La primera condición para alcanzar el término de la evolución, es que llegue un día en que la humanidad concentre en su seno tal cantidad de inteligencia y de voluntad cósmicas, que la voluntad y la inteligencia repartidas en el resto del mundo, parezcan insignificantes en comparación. Esto no es absolutamente imposible, nos [258] dicen, pues la manifestación de la voluntad en las fuerzas atómicas es de una especie muy inferior, relativa a la que se manifiesta en el vegetal, en el animal, y con mayor razón en el hombre. Puede, pues, legítimamente suponerse que la mayor parte de la voluntad en acto o de las funciones del espíritu se capitalizará un día en la humanidad, a consecuencia de la elevación progresiva de la población del globo. Pues bien, ese día bastaría que la humanidad no quisiese vivir para que el mundo entero desapareciese, porque ella representaría sola más voluntad que el resto de la naturaleza. Esta parte de la voluntad que se niega a sí misma, destruiría al destruirse, la parte más débil y menos grande que se expresa en el reino inorgánico. En esta balanza gigantesca en que pesan los destinos del universo, se inclinaría el platillo del lado de la voluntad humana, que arrastraría hacia la nada la voluntad ciega que del fondo de sus tinieblas aspira todavía al ser. La cosa es clara: sólo se trata para el hombre, [259] agente de salud del universo, de atraer a él la mayor cantidad de voluntad cósmica o de adquirir con dulzura, poco a poco y como por infiltración, y cuando sea el amo, esa voluntad, y decidirla a que se aniquile. Nada más sencillo, en verdad.

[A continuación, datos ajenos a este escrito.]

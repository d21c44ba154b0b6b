use fastrand::Rng;
use rten_shape_lib::{OpError, RealTensor};
use rten_tensor::prelude::*;
use rten_tensor::Tensor;

use super::{float_arg, is_int_dtype, one, to_float, to_int, Args, OpResult, OpTable};

/// Computes the [error function](https://en.wikipedia.org/wiki/Error_function).
///
/// Uses the approximation from Abramowitz and Stegun, which has a maximum
/// absolute error of about 1.5e-7.
#[allow(clippy::excessive_precision)]
pub fn erf(x: f32) -> f32 {
    let sign = x.signum();
    let x = x.abs();
    let t = 1. / (1. + 0.3275911 * x);
    let poly = t
        * (0.254829592
            + t * (-0.284496736 + t * (1.421413741 + t * (-1.453152027 + t * 1.061405429))));
    sign * (1. - poly * (-x * x).exp())
}

const SQRT_2_OVER_PI: f32 = 0.7978846;

/// Gaussian error linear unit. If `approximate` is true, the tanh
/// approximation is used.
pub fn gelu(x: f32, approximate: bool) -> f32 {
    if approximate {
        0.5 * x * (1. + (SQRT_2_OVER_PI * (x + 0.044715 * x.powi(3))).tanh())
    } else {
        0.5 * x * (1. + erf(x / std::f32::consts::SQRT_2))
    }
}

/// Parse the `approximate` argument of GELU operators.
pub(crate) fn gelu_approximation(args: &Args) -> Result<bool, OpError> {
    match args.str("approximate")?.as_str() {
        "none" => Ok(false),
        "tanh" => Ok(true),
        _ => Err(OpError::InvalidValue("Unsupported GELU approximation")),
    }
}

fn sigmoid(x: f32) -> f32 {
    1. / (1. + (-x).exp())
}

fn hardsigmoid(x: f32) -> f32 {
    (x / 6. + 0.5).clamp(0., 1.)
}

/// Apply `f` to each element of the `self` operand.
fn map_self(args: &Args, f: fn(f32) -> f32) -> OpResult {
    let input = float_arg(args, "self")?;
    one(input.map(|&x| f(x)))
}

/// Convert a tensor to an integer or float tensor.
fn cast(tensor: RealTensor, to_int_type: bool) -> RealTensor {
    if to_int_type {
        to_int(tensor).into()
    } else {
        to_float(tensor).into()
    }
}

/// Convert `self` to the element type given by an optional `dtype`.
fn cast_dtype(args: &Args) -> OpResult {
    let input = args.tensor("self")?;
    let output = match args.opt_int("dtype")? {
        Some(dtype) => cast(input, is_int_dtype(dtype)),
        None => input,
    };
    one(output)
}

fn cast_like(args: &Args) -> OpResult {
    let to_int_type = matches!(args.tensor("other")?, RealTensor::Int(_));
    one(cast(args.tensor("self")?, to_int_type))
}

fn identity(args: &Args) -> OpResult {
    one(args.tensor("self")?)
}

fn hardtanh(args: &Args) -> OpResult {
    let min = args.float("min_val")? as f32;
    let max = args.float("max_val")? as f32;
    let input = float_arg(args, "self")?;
    one(input.map(|&x| x.clamp(min, max)))
}

fn gelu_op(args: &Args) -> OpResult {
    let approximate = gelu_approximation(args)?;
    let input = float_arg(args, "self")?;
    one(input.map(|&x| gelu(x, approximate)))
}

fn leaky_relu(args: &Args) -> OpResult {
    let alpha = args.float("negative_slope")? as f32;
    let input = float_arg(args, "self")?;
    one(input.map(|&x| if x < 0. { alpha * x } else { x }))
}

fn clamp(args: &Args) -> OpResult {
    let min = args.opt_float("min")?;
    let max = args.opt_float("max")?;
    if min.is_none() && max.is_none() {
        return Err(OpError::InvalidValue(
            "At least one of min or max must be specified",
        ));
    }
    let min = min.map(|x| x as f32).unwrap_or(f32::NEG_INFINITY);
    let max = max.map(|x| x as f32).unwrap_or(f32::INFINITY);
    let input = float_arg(args, "self")?;
    one(input.map(|&x| x.max(min).min(max)))
}

fn threshold(args: &Args) -> OpResult {
    let threshold = args.float("threshold")? as f32;
    let value = args.float("value")? as f32;
    let input = float_arg(args, "self")?;
    one(input.map(|&x| if x > threshold { x } else { value }))
}

fn dropout(args: &Args) -> OpResult {
    let p = args.float("p")?;
    if !(0.0..=1.0).contains(&p) {
        return Err(OpError::InvalidValue("Dropout probability must be in [0, 1]"));
    }
    let input = float_arg(args, "input")?;
    if !args.bool("train")? {
        return one(input);
    }

    let p = p as f32;
    let scale = if p < 1. { 1. / (1. - p) } else { 0. };
    let mut rng = Rng::with_seed(0);
    let data: Vec<f32> = input
        .iter()
        .map(|&x| if rng.f32() < p { 0. } else { x * scale })
        .collect();
    one(Tensor::from_data(input.shape(), data))
}

fn bernoulli(args: &Args) -> OpResult {
    let probs = float_arg(args, "self")?;
    let mut rng = Rng::with_seed(0);
    let data: Vec<f32> = probs
        .iter()
        .map(|&p| if rng.f32() < p { 1. } else { 0. })
        .collect();
    one(Tensor::from_data(probs.shape(), data))
}

fn zero(args: &Args) -> OpResult {
    let input = args.tensor("self")?;
    one(Tensor::<f32>::zeros(input.shape()))
}

fn to_dtype(args: &Args) -> OpResult {
    let dtype = args.int("dtype")?;
    one(cast(args.tensor("self")?, is_int_dtype(dtype)))
}

/// Comparison between a tensor and a scalar. The output is boolean.
fn compare_scalar(args: &Args, f: fn(f32, f32) -> bool) -> OpResult {
    let other = args.float("other")? as f32;
    let input = float_arg(args, "self")?;
    one(input.map(|&x| f(x, other) as i32))
}

/// Arithmetic between a tensor and a scalar.
fn arith_scalar(args: &Args, f: fn(f32, f32) -> f32) -> OpResult {
    let other = args.float("other")? as f32;
    let input = float_arg(args, "self")?;
    one(input.map(|&x| f(x, other)))
}

/// Arithmetic between a tensor and a scalar which is scaled by `alpha`.
fn arith_scalar_alpha(args: &Args, f: fn(f32, f32) -> f32) -> OpResult {
    let other = (args.float("other")? * args.float("alpha")?) as f32;
    let input = float_arg(args, "self")?;
    one(input.map(|&x| f(x, other)))
}

fn rsub_scalar(args: &Args) -> OpResult {
    let other = args.float("other")? as f32;
    let alpha = args.float("alpha")? as f32;
    let input = float_arg(args, "self")?;
    one(input.map(|&x| other - alpha * x))
}

fn pow_scalar(args: &Args) -> OpResult {
    let exponent = args.float("exponent")? as f32;
    let input = float_arg(args, "self")?;
    one(input.map(|&x| x.powf(exponent)))
}

pub(crate) fn register(table: &mut OpTable) {
    table.add("aten::tanh", |args: &Args| map_self(args, f32::tanh));
    table.add("aten::erf", |args: &Args| map_self(args, erf));
    table.add("aten::sigmoid", |args: &Args| map_self(args, sigmoid));
    table.add("aten::hardsigmoid", |args: &Args| map_self(args, hardsigmoid));
    table.add("aten::square", |args: &Args| map_self(args, |x| x * x));
    table.add("aten::hardswish", |args: &Args| {
        map_self(args, |x| x * hardsigmoid(x))
    });
    table.add("aten::silu", |args: &Args| map_self(args, |x| x * sigmoid(x)));
    table.add("aten::exp", |args: &Args| map_self(args, f32::exp));
    table.add("aten::sin", |args: &Args| map_self(args, f32::sin));
    table.add("aten::cos", |args: &Args| map_self(args, f32::cos));
    table.add("aten::sqrt", |args: &Args| map_self(args, f32::sqrt));
    table.add("aten::neg", |args: &Args| map_self(args, |x| -x));
    table.add("aten::floor", |args: &Args| map_self(args, f32::floor));
    table.add("aten::log2", |args: &Args| map_self(args, f32::log2));
    table.add("aten::rsqrt", |args: &Args| map_self(args, |x| 1. / x.sqrt()));
    table.add("aten::abs", |args: &Args| map_self(args, f32::abs));
    table.add("aten::reciprocal", |args: &Args| map_self(args, |x| 1. / x));
    table.add("aten::ceil", |args: &Args| map_self(args, f32::ceil));
    table.add("aten::log", |args: &Args| map_self(args, f32::ln));
    table.add("aten::relu", |args: &Args| map_self(args, |x| x.max(0.)));
    table.add("aten::detach", identity);
    table.add("aten::zero.functional", zero);

    table.add("aten::hardtanh", hardtanh);
    table.add("aten::gelu", gelu_op);
    table.add("aten::leaky_relu", leaky_relu);
    table.add("aten::clamp", clamp);
    table.add("aten::threshold", threshold);
    table.add("aten::dropout", dropout);
    table.add("aten::bernoulli", bernoulli);

    table.add("aten::to.dtype", to_dtype);
    table.add("aten::to.dtype_layout", cast_dtype);
    table.add("aten::to.other", cast_like);
    table.add("aten::_to_copy", cast_dtype);
    table.add("aten::type_as", cast_like);
    table.add("aten::contiguous", identity);
    table.add("aten::clone", identity);

    table.add("aten::eq.Scalar", |args: &Args| compare_scalar(args, |x, y| x == y));
    table.add("aten::ne.Scalar", |args: &Args| compare_scalar(args, |x, y| x != y));
    table.add("aten::gt.Scalar", |args: &Args| compare_scalar(args, |x, y| x > y));
    table.add("aten::ge.Scalar", |args: &Args| compare_scalar(args, |x, y| x >= y));
    table.add("aten::le.Scalar", |args: &Args| compare_scalar(args, |x, y| x <= y));
    table.add("aten::lt.Scalar", |args: &Args| compare_scalar(args, |x, y| x < y));
    table.add("aten::mul.Scalar", |args: &Args| arith_scalar(args, |x, y| x * y));
    table.add("aten::div.Scalar", |args: &Args| arith_scalar(args, |x, y| x / y));
    table.add("aten::floor_divide.Scalar", |args: &Args| {
        arith_scalar(args, |x, y| (x / y).floor())
    });
    table.add("aten::add.Scalar", |args: &Args| {
        arith_scalar_alpha(args, |x, y| x + y)
    });
    table.add("aten::sub.Scalar", |args: &Args| {
        arith_scalar_alpha(args, |x, y| x - y)
    });
    table.add("aten::rsub.Scalar", rsub_scalar);
    table.add("aten::pow.Tensor_Scalar", pow_scalar);
}

#[cfg(test)]
mod tests {
    use rten_testing::TestCases;

    use super::{erf, gelu};

    #[test]
    fn test_erf() {
        #[derive(Debug)]
        struct Case {
            x: f32,
            expected: f32,
        }

        let cases = [
            Case { x: 0., expected: 0. },
            Case {
                x: 0.5,
                expected: 0.5204999,
            },
            Case {
                x: -1.,
                expected: -0.8427008,
            },
            Case {
                x: 3.,
                expected: 0.9999779,
            },
        ];

        cases.test_each(|case| {
            assert!((erf(case.x) - case.expected).abs() < 1e-5);
        });
    }

    #[test]
    fn test_gelu() {
        assert_eq!(gelu(0., false), 0.);
        assert!((gelu(1., false) - 0.8413447).abs() < 1e-5);
        assert!((gelu(1., true) - 0.8411920).abs() < 1e-5);
        assert!(gelu(-10., false).abs() < 1e-5);
    }
}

La segunda condición para que este suicidio gigantesco del mundo pueda realizarse, es que la conciencia de la humanidad se penetre profundamente de la locura de la voluntad, que se deje arrastrar por un deseo absoluto de reposo, que se haya convencido de tal modo de la vanidad de los motivos que sujetan hasta el presente al hombre a la existencia, que la aspiración a la nada se convierta sin esfuerzo alguno en el único y en el último motivo de su conducta. Se nos asegura que esta condición se realizará en la vejez de la humanidad. La certidumbre teórica de la desgracia de la existencia se admite ya como una verdad por los pensadores; con el tiempo seguirá triunfando sobre las resistencias instintivas de la sensibilidad y sobre los prejuicios [260] de la multitud. Pasará quizá mucho tiempo antes que esta idea, que no ilumina actualmente más que a las cumbres de la conciencia humana, se extienda por las regiones inferiores y adquiera el poder universal de un motivo. Pero esa es la suerte de todas las ideas que conducen al mundo; empiezan por nacer en la cabeza de un pensador, bajo una forma abstracta; acaban por penetrar en forma de un sentimiento en el corazón de las masas y por ejercer sobre su voluntad una acción tan profunda que engendra con frecuencia el fanatismo. Ninguna idea tiene mejores condiciones que el pesimismo para convertirse en sentimiento; ninguna está llamada con más naturalidad a triunfar sin violencia, a ejercer sobre las almas una acción pacifica, pero profunda, duradera, que asegure el éxito de su misión histórica. La experiencia nos prueba todos los días que una voluntad individual que llega a negarse a sí misma, basta para triunfar sobre el amor instintivo de la vida; ha conducido a la muerte a [261] muchos místicos y ascetas, y, sin embargo, esta negación individual de la voluntad está en desacuerdo con los fines del Inconsciente; además es completamente estéril para la especie humana y para la naturaleza, no puede producir ningún resultado metafísico. Lo que un individuo puede hacer para sí mismo, ¿no lo podría hacer la masa de la humanidad, cuando se trata de una negación universal, conforme al fin supremo del Inconsciente? ¿No podría esta negación colectiva destruir el deseo instintivo de vivir, cuando puede hacerlo un acto individual de renuncia? Piénsese solamente que toda empresa difícil se ejecuta mejor con el concurso de mayor número de voluntades.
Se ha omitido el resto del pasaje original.